そのまま再び歩き出し、ダンスレッスンの部屋へ向かった。
夕方の光が、静かに差し込んでいる。
「そういえば」
迅さんが、ふと思い出したように言った。
「近々、朝比奈家の創立記念パーティが開催されるそうです」
「……え?」
「志乃様のご体調も回復されたため、予定通り行われるとのことです」
「そうなんですね」
「要様も、出席される予定かと」
ドキッとした。
志乃さんと要さん……二人並んでいた婚約披露パーティの日を思い出す。
私は頭を振った。
要さんは私を選んでくれたんだ、不安になることはないよね……
「花音様も、ご同行される可能性が高いかと思われます」
「……っ」
思わず、息を呑む。
ドレス、社交界。
そして、志乃さん。
「……またダンスがあったり?」
「ええ」
迷いのない答え。
「しかし最近の花音様のダンスレッスンを見ていると、かなりご上達されたようですね。
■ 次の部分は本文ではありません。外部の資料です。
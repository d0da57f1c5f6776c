mod common;

use common::*;
use ufo_hunter::config::Settings;
use ufo_hunter::entity::EntityKind;
use ufo_hunter::input::Key;
use ufo_hunter::scenes::{GameOverScene, SceneKind};
use ufo_hunter::sound::Sound;
use ufo_hunter::surface::RecordingSurface;

#[test]
fn clearing_the_grid_moves_on_to_the_next_level() {
    let (mut app, sounds) = new_app(quiet_settings());
    start_game(&mut app);

    // One bullet parked on every UFO.
    let game = app.game_mut().unwrap();
    let targets: Vec<_> = game.ufos().iter().map(|ufo| ufo.position).collect();
    assert_eq!(targets.len(), 32);
    for at in targets {
        let bullet = sized(EntityKind::Bullet, at.x, at.y, 130.0, (4.0, 12.0));
        game.bullets_mut().push(bullet);
    }
    app.tick();

    assert_eq!(sounds.count(Sound::UfoDeath), 32);
    assert_eq!(app.progress().score, 32 * 25);
    assert_eq!(app.progress().level, 2);
    assert_eq!(app.scene_kind(), Some(SceneKind::Transfer));
    assert!(app.game().is_none());

    for _ in 0..140 {
        app.tick();
    }
    let game = app.game().unwrap();
    assert_eq!(game.level(), 2);
    assert_eq!(game.ufos().len(), 32);
    assert!(game.bullets().is_empty());
}

#[test]
fn one_bullet_takes_out_one_of_two_stacked_ufos() {
    let (mut app, sounds) = new_app(quiet_settings());
    start_game(&mut app);

    let game = app.game_mut().unwrap();
    let at = game.ufos()[0].position;
    game.ufos_mut()[1].position = at;
    game.bullets_mut().push(sized(EntityKind::Bullet, at.x, at.y, 130.0, (4.0, 12.0)));
    app.tick();

    let game = app.game().unwrap();
    assert_eq!(game.ufos().len(), 31);
    assert!(game.bullets().is_empty());
    assert_eq!(app.progress().score, 25);
    assert_eq!(sounds.count(Sound::UfoDeath), 1);
}

#[test]
fn two_bullets_on_one_ufo_spend_only_one() {
    let (mut app, _) = new_app(quiet_settings());
    start_game(&mut app);

    let game = app.game_mut().unwrap();
    let at = game.ufos()[0].position;
    for _ in 0..2 {
        game.bullets_mut().push(sized(EntityKind::Bullet, at.x, at.y, 130.0, (4.0, 12.0)));
    }
    app.tick();

    let game = app.game().unwrap();
    assert_eq!(game.ufos().len(), 31);
    assert_eq!(game.bullets().len(), 1);
    assert_eq!(app.progress().score, 25);
}

#[test]
fn bullets_leave_through_the_top_exactly_once() {
    let settings = Settings { field_padding: 0.0, ..quiet_settings() };
    let (mut app, _) = new_app(settings);
    start_game(&mut app);

    // Far left of the formation, 100 units below the top edge.
    let bullet = sized(EntityKind::Bullet, 20.0, 100.0, 130.0, (4.0, 12.0));
    app.game_mut().unwrap().bullets_mut().push(bullet);

    for _ in 0..46 {
        app.tick();
    }
    let game = app.game().unwrap();
    assert_eq!(game.bullets().len(), 1);
    assert!(game.bullets()[0].position.y >= 0.0);

    app.tick();
    assert!(app.game().unwrap().bullets().is_empty());
    for _ in 0..10 {
        app.tick();
    }
    assert!(app.game().unwrap().bullets().is_empty());
}

#[test]
fn holding_fire_respects_the_minimum_interval() {
    let (mut app, sounds) = new_app(quiet_settings());
    start_game(&mut app);

    app.on_key_down(Key::Fire);
    app.tick();
    assert_eq!(sounds.count(Sound::Shot), 1);
    assert_eq!(app.game().unwrap().bullets().len(), 1);

    for _ in 0..29 {
        app.tick();
    }
    assert_eq!(sounds.count(Sound::Shot), 1);

    app.tick();
    app.tick();
    assert_eq!(sounds.count(Sound::Shot), 2);
    assert_eq!(app.game().unwrap().bullets().len(), 2);
}

#[test]
fn powerups_widen_the_spread_then_pay_out() {
    let (mut app, sounds) = new_app(quiet_settings());
    start_game(&mut app);
    let ship = ship_position(&app);

    for expected in [1, 2, 2] {
        let powerup = sized(EntityKind::Powerup, ship.x, ship.y - 10.0, 60.0, (20.0, 20.0));
        app.game_mut().unwrap().powerups_mut().push(powerup);
        app.tick();
        assert_eq!(app.progress().powerups, expected);
    }
    assert_eq!(app.progress().score, 1_000);
    assert_eq!(sounds.count(Sound::Powerup), 3);
    assert!(app.game().unwrap().powerups().is_empty());

    app.on_key_down(Key::Fire);
    app.tick();
    let xs: Vec<f32> = app.game().unwrap().bullets().iter().map(|b| b.position.x).collect();
    assert_eq!(xs, vec![ship.x - 12.0, ship.x, ship.x + 12.0]);
}

#[test]
fn coins_score_and_can_earn_a_shield() {
    let (mut app, sounds) = new_app(quiet_settings());
    start_game(&mut app);
    let ship = ship_position(&app);

    let coin = sized(EntityKind::Coin { points: 10_000 }, ship.x, ship.y - 10.0, 60.0, (20.0, 20.0));
    app.game_mut().unwrap().coins_mut().push(coin);
    app.tick();

    assert_eq!(app.progress().score, 10_000);
    assert_eq!(app.progress().shields, 4);
    assert_eq!(sounds.count(Sound::Coin), 1);
    assert_eq!(sounds.count(Sound::Powerup), 1);
}

#[test]
fn bombs_wear_the_shields_down_to_game_over() {
    let (mut app, sounds) = new_app(quiet_settings());
    start_game(&mut app);

    for _ in 0..400 {
        if app.scene_kind() != Some(SceneKind::InGame) {
            break;
        }
        let ship = ship_position(&app);
        let game = app.game_mut().unwrap();
        if game.bombs().is_empty() {
            let bomb = sized(EntityKind::Bomb, ship.x, ship.y - 10.0, 75.0, (12.0, 20.0));
            game.bombs_mut().push(bomb);
        }
        app.tick();
    }

    assert_eq!(app.scene_kind(), Some(SceneKind::GameOver));
    // The hit cooldown lets exactly one bomb per shield through.
    assert_eq!(sounds.count(Sound::Explosion), 3);
    assert_eq!(app.progress().shields, 0);

    let mut surface = RecordingSurface::new();
    app.draw(&mut surface);
    let summary = GameOverScene::summary(1, app.progress().score);
    assert!(surface.texts().contains(&summary.as_str()));

    tap(&mut app, Key::Fire);
    assert_eq!(app.scene_kind(), Some(SceneKind::Opening));
    assert_eq!(app.progress().shields, 3);
    assert_eq!(app.progress().level, 1);
}

#[test]
fn a_ufo_reaching_the_ship_ends_the_game() {
    let (mut app, _) = new_app(quiet_settings());
    start_game(&mut app);
    let ship = ship_position(&app);

    let game = app.game_mut().unwrap();
    let last = game.ufos().len() - 1;
    // Bottom edge lands 6 units past the ship's top edge.
    game.ufos_mut()[last].position.y = ship.y - 12.0 - 10.0;
    app.tick();

    assert_eq!(app.scene_kind(), Some(SceneKind::GameOver));
    assert_eq!(app.progress().shields, 3);
}

#[test]
fn frontline_ufos_bomb_when_the_odds_are_certain() {
    let settings = Settings { bomb_frequency: 60.0, ..quiet_settings() };
    let (mut app, _) = new_app(settings);
    start_game(&mut app);
    app.tick();

    let game = app.game().unwrap();
    assert_eq!(game.bombs().len(), 8);
    let bottom_row: Vec<f32> = game
        .ufos()
        .iter()
        .filter(|ufo| matches!(ufo.kind, EntityKind::Ufo { row: 3, .. }))
        .map(|ufo| ufo.position.x)
        .collect();
    let bomb_xs: Vec<f32> = game.bombs().iter().map(|bomb| bomb.position.x).collect();
    assert_eq!(bomb_xs, bottom_row);
}

#[test]
fn asteroids_take_three_spaced_hits() {
    let settings = Settings { asteroid_min_level: 1, ..quiet_settings() };
    let (mut app, sounds) = new_app(settings);
    start_game(&mut app);
    assert_eq!(app.game().unwrap().asteroids().len(), 1);

    for _ in 0..200 {
        let game = app.game_mut().unwrap();
        let Some(rock) = game.asteroids().first().map(|rock| rock.position) else {
            break;
        };
        let bullet = sized(EntityKind::Bullet, rock.x, rock.y, 130.0, (4.0, 12.0));
        game.bullets_mut().push(bullet);
        app.tick();
    }

    assert!(app.game().unwrap().asteroids().is_empty());
    assert_eq!(sounds.count(Sound::Explosion), 1);
    assert_eq!(app.progress().score, 150);
}

#[test]
fn a_rock_on_the_ship_costs_one_shield_per_cooldown() {
    let settings = Settings { asteroid_min_level: 1, ..quiet_settings() };
    let (mut app, _) = new_app(settings);
    start_game(&mut app);
    let ship = ship_position(&app);

    app.game_mut().unwrap().asteroids_mut()[0].position = ship;
    app.tick();
    assert_eq!(app.progress().shields, 2);
    for _ in 0..10 {
        app.tick();
    }
    assert_eq!(app.progress().shields, 2);
}

#[test]
fn held_keys_steer_the_ship_into_the_wall() {
    let (mut app, _) = new_app(quiet_settings());
    start_game(&mut app);
    let start = ship_position(&app);

    app.on_key_down(Key::Right);
    app.tick();
    let moved = ship_position(&app);
    assert!((moved.x - (start.x + 200.0 / 60.0)).abs() < 1e-3);
    app.on_key_up(Key::Right);

    app.on_key_down(Key::Left);
    for _ in 0..300 {
        app.tick();
    }
    assert_eq!(ship_position(&app).x, app.boundaries().left);
}

#[test]
fn pointer_steering_has_a_dead_zone_and_never_overshoots() {
    let (mut app, _) = new_app(quiet_settings());
    start_game(&mut app);
    let start = ship_position(&app);

    app.on_pointer(start.x + 1.0, 0.0);
    app.tick();
    assert_eq!(ship_position(&app).x, start.x);

    app.on_pointer(start.x + 2.5, 0.0);
    app.tick();
    assert_eq!(ship_position(&app).x, start.x + 2.5);

    app.on_pointer(start.x + 100.0, 0.0);
    app.tick();
    let x = ship_position(&app).x;
    assert!((x - (start.x + 2.5 + 200.0 / 60.0)).abs() < 1e-3);
}

#[test]
fn muting_silences_every_sound() {
    let (mut app, sounds) = new_app(quiet_settings());
    start_game(&mut app);
    tap(&mut app, Key::Mute);
    assert!(app.is_muted());

    app.on_key_down(Key::Fire);
    app.tick();
    assert_eq!(app.game().unwrap().bullets().len(), 1);
    assert!(sounds.played().is_empty());
}
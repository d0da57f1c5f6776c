//! Point-in-time input snapshot read by the simulation at the start of a tick.

use std::collections::HashMap;

#[derive(Clone, Copy, Debug, PartialEq, Eq, Hash)]
pub enum Key {
    Left,
    Right,
    Fire,
    Pause,
    Escape,
    Enter,
    Mute,
    Quit,
}

#[derive(Clone, Copy, Debug, PartialEq)]
pub struct Pointer {
    pub active: bool,
    pub x: f32,
    pub y: f32,
}

/// Held keys keyed to the tick they were last pressed or repeated.
///
/// Terminals that report key releases clear keys on release. Classic
/// terminals only send presses (OS key-repeat shows up as more presses), so
/// there a key counts as held for `hold_ticks` after its last press.
#[derive(Clone, Debug)]
pub struct InputState {
    held: HashMap<Key, u64>,
    pointer: Option<Pointer>,
    tick: u64,
    hold_ticks: Option<u64>,
}

impl InputState {
    pub fn new(hold_ticks: Option<u64>) -> Self {
        InputState {
            held: HashMap::new(),
            pointer: None,
            tick: 0,
            hold_ticks,
        }
    }

    /// `true` when releases are reported and held keys never expire on their own.
    pub fn set_release_events(&mut self, enabled: bool, hold_ticks: u64) {
        self.hold_ticks = if enabled { None } else { Some(hold_ticks) };
    }

    pub fn set_tick(&mut self, tick: u64) {
        self.tick = tick;
    }

    pub fn press(&mut self, key: Key) {
        self.held.insert(key, self.tick);
        if matches!(key, Key::Left | Key::Right) {
            self.deactivate_pointer();
        }
    }

    pub fn release(&mut self, key: Key) {
        self.held.remove(&key);
    }

    /// Without release events, OS key-repeat shows up as fresh presses of a
    /// key that is still held.
    pub fn is_auto_repeat(&self, key: Key) -> bool {
        self.hold_ticks.is_some() && self.is_pressed(key)
    }

    pub fn is_pressed(&self, key: Key) -> bool {
        match (self.held.get(&key), self.hold_ticks) {
            (None, _) => false,
            (Some(_), None) => true,
            (Some(&last), Some(window)) => self.tick.saturating_sub(last) <= window,
        }
    }

    pub fn pointer(&self) -> Option<Pointer> {
        self.pointer
    }

    pub fn set_pointer(&mut self, x: f32, y: f32) {
        if x.is_finite() && y.is_finite() {
            self.pointer = Some(Pointer { active: true, x, y });
        }
    }

    pub fn deactivate_pointer(&mut self) {
        if let Some(pointer) = self.pointer.as_mut() {
            pointer.active = false;
        }
    }
}

#[cfg(test)]
mod tests {
    use super::*;

    #[test]
    fn release_clears_key() {
        let mut input = InputState::new(None);
        input.press(Key::Fire);
        assert!(input.is_pressed(Key::Fire));
        input.set_tick(1_000);
        assert!(input.is_pressed(Key::Fire));
        input.release(Key::Fire);
        assert!(!input.is_pressed(Key::Fire));
    }

    #[test]
    fn held_key_expires_without_repeats() {
        let mut input = InputState::new(Some(4));
        input.set_tick(10);
        input.press(Key::Left);
        input.set_tick(14);
        assert!(input.is_pressed(Key::Left));
        input.set_tick(15);
        assert!(!input.is_pressed(Key::Left));

        input.press(Key::Left);
        assert!(input.is_pressed(Key::Left));
    }

    #[test]
    fn repeats_only_show_up_without_release_events() {
        let mut hold = InputState::new(Some(4));
        assert!(!hold.is_auto_repeat(Key::Fire));
        hold.press(Key::Fire);
        assert!(hold.is_auto_repeat(Key::Fire));
        hold.set_tick(5);
        assert!(!hold.is_auto_repeat(Key::Fire));

        let mut release = InputState::new(None);
        release.press(Key::Fire);
        assert!(!release.is_auto_repeat(Key::Fire));
    }

    #[test]
    fn keyboard_movement_deactivates_pointer() {
        let mut input = InputState::new(None);
        input.set_pointer(120.0, 40.0);
        assert_eq!(input.pointer(), Some(Pointer { active: true, x: 120.0, y: 40.0 }));
        input.press(Key::Right);
        assert_eq!(input.pointer().map(|p| p.active), Some(false));
        input.press(Key::Fire);
        input.set_pointer(f32::NAN, 1.0);
        assert_eq!(input.pointer().map(|p| p.x), Some(120.0));
    }
}
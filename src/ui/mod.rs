pub mod art;
pub mod grid;

use log::warn;
use ratatui::prelude::*;
use ratatui::widgets::*;

use crate::app::App;
use crate::scenes::SceneKind;
use grid::GridSurface;

/// Where the play field landed on screen last frame, so mouse cells can be
/// mapped back to canvas units.
#[derive(Clone, Copy, Debug, Default, PartialEq)]
pub struct Viewport {
    pub field: Rect,
    pub cell_width: f32,
    pub cell_height: f32,
}

impl Viewport {
    /// Centre of the cell at (`column`, `row`) in canvas units; `None` outside the field.
    pub fn to_canvas(&self, column: u16, row: u16) -> Option<(f32, f32)> {
        let f = self.field;
        if column < f.x || row < f.y || column >= f.x + f.width || row >= f.y + f.height {
            return None;
        }
        let x = (column - f.x) as f32 + 0.5;
        let y = (row - f.y) as f32 + 0.5;
        Some((x * self.cell_width, y * self.cell_height))
    }
}

pub fn render(frame: &mut Frame, app: &mut App, viewport: &mut Viewport) {
    let block = Block::default()
        .borders(Borders::ALL)
        .border_type(BorderType::Rounded)
        .border_style(Style::default().fg(Color::Rgb(80, 255, 80)))
        .title(" UFO Hunter ")
        .title_style(Style::default().fg(Color::Rgb(100, 255, 100)).add_modifier(Modifier::BOLD));

    let inner = block.inner(frame.area());
    frame.render_widget(block, frame.area());

    let chunks = Layout::default()
        .direction(Direction::Vertical)
        .constraints([
            Constraint::Length(1),
            Constraint::Min(4),
            Constraint::Length(1),
        ])
        .split(inner);

    let field = chunks[1];
    let settings = app.settings();
    let (cell_w, cell_h) = (settings.cell_width, settings.cell_height);
    *viewport = Viewport { field, cell_width: cell_w, cell_height: cell_h };

    // Follow the terminal size; a field too small to play on keeps the old canvas.
    let canvas_w = field.width as f32 * cell_w;
    let canvas_h = field.height as f32 * cell_h;
    let canvas = app.canvas();
    if (canvas_w - canvas.width).abs() > 0.5 || (canvas_h - canvas.height).abs() > 0.5 {
        if let Err(e) = app.on_resize(canvas_w, canvas_h) {
            warn!("ignoring resize: {}", e);
        }
    }

    frame.render_widget(Paragraph::new(status_line(app)), chunks[0]);

    if field.width > 0 && field.height > 0 {
        let mut surface = GridSurface::new(field.width as usize, field.height as usize, app.canvas());
        app.draw(&mut surface);
        frame.render_widget(Paragraph::new(surface.into_lines()), field);
    }

    frame.render_widget(Paragraph::new(help_line(app.scene_kind())), chunks[2]);
}

fn status_line(app: &App) -> Line<'static> {
    let progress = app.progress();
    let sep = || Span::styled(" | ", Style::default().fg(Color::DarkGray));
    let mut spans = vec![
        Span::styled(" \u{1f6f8} ", Style::default()),
        Span::styled(
            format!("Score: {} ", progress.score),
            Style::default().fg(Color::Yellow).add_modifier(Modifier::BOLD),
        ),
        sep(),
        Span::styled(
            format!("Shields: {}", "\u{2666} ".repeat(progress.shields as usize)),
            Style::default().fg(Color::Red).add_modifier(Modifier::BOLD),
        ),
        sep(),
        Span::styled(format!("Level: {} ", progress.level), Style::default().fg(Color::Green)),
        sep(),
        Span::styled(
            format!("Power-ups: {}/{} ", progress.powerups, app.settings().max_powerups),
            Style::default().fg(Color::Cyan),
        ),
    ];
    if app.is_muted() {
        spans.push(sep());
        spans.push(Span::styled("MUTED", Style::default().fg(Color::DarkGray)));
    }
    Line::from(spans)
}

fn help_line(scene: Option<SceneKind>) -> Line<'static> {
    let key = |k: &'static str| {
        Span::styled(k, Style::default().fg(Color::Yellow).add_modifier(Modifier::BOLD))
    };
    let text = |t: &'static str| Span::styled(t, Style::default().fg(Color::DarkGray));
    let spans = match scene {
        Some(SceneKind::Opening) => vec![
            key(" Space"),
            text(" start  "),
            key("M"),
            text(" mute  "),
            key("Q"),
            text(" quit"),
        ],
        Some(SceneKind::InGame) => vec![
            key(" \u{2190}\u{2192}/A D"),
            text(" move  "),
            key("Space"),
            text(" fire  "),
            key("P"),
            text(" pause  "),
            key("M"),
            text(" mute"),
        ],
        Some(SceneKind::Pause) => vec![
            key(" Esc/P"),
            text(" resume  "),
            key("Enter"),
            text(" quit game"),
        ],
        Some(SceneKind::GameOver) => vec![key(" Space"), text(" continue")],
        Some(SceneKind::Transfer) | None => vec![text(" get ready...")],
    };
    Line::from(spans)
}
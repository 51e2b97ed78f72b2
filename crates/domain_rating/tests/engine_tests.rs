//! Pricing Engine Tests
//!
//! # Test Organization
//!
//! - `sample_quote_tests` - The worked sample request, end to end
//! - `minimum_premium_tests` - Floor behavior
//! - `identity_tests` - Quote ids, expiration and timestamps
//! - `proptests` - Invariants over every valid request

use std::sync::atomic::{AtomicUsize, Ordering};
use std::sync::Arc;

use chrono::{DateTime, NaiveDate, TimeZone, Utc};
use core_kernel::{Clock, FixedClock, SequentialQuoteIdGenerator};
use domain_rating::{PricingEngine, MINIMUM_PREMIUM};
use proptest::prelude::*;
use rust_decimal_macros::dec;
use test_utils::{
    assert_money_eq, assert_quote_consistent, quote_request_strategy, ClockFixtures,
    EngineFixtures, RequestFixtures,
};

/// Clock one second before New Year that ticks into 2027 on every later read
#[derive(Debug, Default)]
struct YearEndClock {
    reads: AtomicUsize,
}

impl Clock for YearEndClock {
    fn now(&self) -> DateTime<Utc> {
        let seconds = self.reads.fetch_add(1, Ordering::SeqCst) as u32;
        Utc.with_ymd_and_hms(2026, 12, 31, 23, 59, 59).unwrap()
            + chrono::Duration::seconds(i64::from(seconds))
    }
}

mod sample_quote_tests {
    use super::*;

    #[test]
    fn test_sample_final_premium() {
        let quote = EngineFixtures::fixed().price(&RequestFixtures::sample());

        assert_money_eq(quote.base_premium, dec!(1200.00));
        assert_money_eq(quote.subtotal, dec!(1479.32));
        assert_money_eq(quote.total_discounts, dec!(225));
        assert_money_eq(quote.final_premium, dec!(1254.32));
        assert_quote_consistent(&quote);
    }

    #[test]
    fn test_sample_rounded_factors() {
        let quote = EngineFixtures::fixed().price(&RequestFixtures::sample());

        assert_eq!(quote.factors.age_factor, dec!(1.00));
        assert_eq!(quote.factors.location_factor, dec!(1.23));
        assert_eq!(quote.factors.marital_factor, dec!(0.90));
        assert_eq!(quote.factors.vehicle_factor, dec!(1.11));
        assert_eq!(quote.factors.driving_factor, dec!(1.00));
    }

    #[test]
    fn test_quote_echoes_request() {
        let request = RequestFixtures::young_driver();
        let quote = EngineFixtures::fixed().price(&request);

        assert_eq!(quote.request, request);
        assert_eq!(quote.coverages.len(), 6);
        assert!(quote.discounts.is_empty());
        assert_quote_consistent(&quote);
    }

    /// Pricing the same request twice yields identical amounts
    #[test]
    fn test_pricing_is_deterministic() {
        let engine = EngineFixtures::fixed();
        let first = engine.price(&RequestFixtures::young_driver());
        let second = engine.price(&RequestFixtures::young_driver());

        assert_eq!(first.final_premium, second.final_premium);
        assert_eq!(first.coverages, second.coverages);
        assert_ne!(first.quote_id, second.quote_id);
    }
}

mod minimum_premium_tests {
    use super::*;

    #[test]
    fn test_discounts_cannot_push_below_minimum() {
        let quote = EngineFixtures::fixed().price(&RequestFixtures::below_minimum());

        assert!(quote.subtotal < quote.total_discounts);
        assert_money_eq(quote.final_premium, MINIMUM_PREMIUM);
        assert!(quote.is_at_minimum());
        assert_quote_consistent(&quote);
    }

    #[test]
    fn test_at_minimum_is_serialized() {
        let quote = EngineFixtures::fixed().price(&RequestFixtures::below_minimum());
        let json = serde_json::to_value(&quote).unwrap();
        assert_eq!(json["at_minimum"], true);
        assert_eq!(json["final_premium"], 50.0);
    }

    #[test]
    fn test_sample_is_not_at_minimum() {
        let quote = EngineFixtures::fixed().price(&RequestFixtures::sample());
        assert!(!quote.is_at_minimum());
    }
}

mod identity_tests {
    use super::*;

    #[test]
    fn test_quote_id_and_expiration() {
        let quote = EngineFixtures::fixed().price(&RequestFixtures::sample());

        assert_eq!(quote.quote_id.to_string(), "QM-20261016-1000");
        assert_eq!(quote.expiration_date, ClockFixtures::expiration_date());
        assert_eq!(quote.generated_at, ClockFixtures::quote_day().now());
        assert!(quote.is_valid_on(ClockFixtures::expiration_date()));
        assert!(!quote.is_valid_on(NaiveDate::from_ymd_opt(2026, 11, 16).unwrap()));
    }

    /// Expiration crosses month and year boundaries by calendar days
    #[test]
    fn test_expiration_across_year_end() {
        let engine = PricingEngine::new()
            .with_clock(Arc::new(FixedClock::on(2026, 12, 15).unwrap()))
            .with_id_generator(Arc::new(SequentialQuoteIdGenerator::starting_at(4242)));
        let quote = engine.price(&RequestFixtures::sample());

        assert_eq!(quote.expiration_date, NaiveDate::from_ymd_opt(2027, 1, 14).unwrap());
        assert_eq!(quote.quote_id.to_string(), "QM-20261215-4242");
    }

    /// The engine reads the vehicle age from its own clock
    #[test]
    fn test_current_year_comes_from_clock() {
        let later = PricingEngine::new().with_clock(Arc::new(FixedClock::on(2030, 1, 1).unwrap()));
        let quote = later.price(&RequestFixtures::sample());

        // Seven years old: no new vehicle discount, 1.2 − 0.21 year term
        assert_eq!(quote.factors.vehicle_factor, dec!(0.99));
        assert!(quote.discounts.iter().all(|d| d.name != "New Vehicle Discount"));
    }

    /// The quote id, expiration and vehicle age all come from one clock read
    #[test]
    fn test_engine_reads_clock_once() {
        let clock = Arc::new(YearEndClock::default());
        let engine = PricingEngine::new()
            .with_clock(clock.clone())
            .with_id_generator(Arc::new(SequentialQuoteIdGenerator::default()));
        let quote = engine.price(&RequestFixtures::sample());

        assert_eq!(clock.reads.load(Ordering::SeqCst), 1);
        assert_eq!(quote.quote_id.to_string(), "QM-20261231-1000");
        // 2023 model priced in 2026: three years old, still a new vehicle
        assert_eq!(quote.factors.vehicle_factor, dec!(1.11));
        assert!(quote.discounts.iter().any(|d| d.name == "New Vehicle Discount"));
    }

    #[test]
    fn test_random_ids_are_well_formed() {
        let engine = PricingEngine::new().with_clock(Arc::new(ClockFixtures::quote_day()));
        for _ in 0..50 {
            let id = engine.price(&RequestFixtures::sample()).quote_id;
            assert!((1000..=9999).contains(&id.suffix()));
            assert!(id.to_string().starts_with("QM-20261016-"));
        }
    }
}

mod serialization_tests {
    use super::*;

    /// Quotes serialize flat, with labels and plain numbers
    #[test]
    fn test_quote_json_shape() {
        let quote = EngineFixtures::fixed().price(&RequestFixtures::sample());
        let json = serde_json::to_value(&quote).unwrap();

        assert_eq!(json["vehicle_value"], "$5,000 - $40,000");
        assert_eq!(json["driving_frequency"], "Average");
        assert_eq!(json["final_premium"], 1254.32);
        assert_eq!(json["location_factor"], 1.23);
        assert_eq!(json["quote_id"], "QM-20261016-1000");
        assert_eq!(json["expiration_date"], "2026-11-15");
        assert_eq!(json["coverages"][0]["premium"], 325.0);
        assert_eq!(json["discounts"][0]["name"], "Homeowner Discount");
    }
}

mod proptests {
    use super::*;

    proptest! {
        /// Every valid request prices to at least the minimum premium
        #[test]
        fn prop_final_premium_at_least_minimum(request in quote_request_strategy()) {
            let quote = EngineFixtures::fixed().price(&request);
            prop_assert!(quote.final_premium.amount() >= MINIMUM_PREMIUM);
        }

        /// Totals always agree with their parts
        #[test]
        fn prop_quote_is_consistent(request in quote_request_strategy()) {
            let quote = EngineFixtures::fixed().price(&request);
            assert_quote_consistent(&quote);
            prop_assert_eq!(quote.coverages.len(), if request.coverage_level.includes_physical_damage() { 6 } else { 3 });
        }
    }
}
この前のようにお酒を飲んだりしなければきっと大丈夫でしょう」
「アハハ……」
突然痛いところを突く。
「でも……」
迅さんが思い出したように、ふっと笑う。
「あの時のように、酔って抱きつかれるのも悪くありませんでした」
その言葉にボッと顔が熱くなる。
あの時の事、覚えてたんだ……
「迅さん……」
「ハハッ。冗談ですよ」
声を出して笑う迅さんなんて初めて見た……
こんな風に素を見せてくれるようになるなんて。
私は、またあの日のようにはならないと心に誓い、ダンス室のドアを開けた。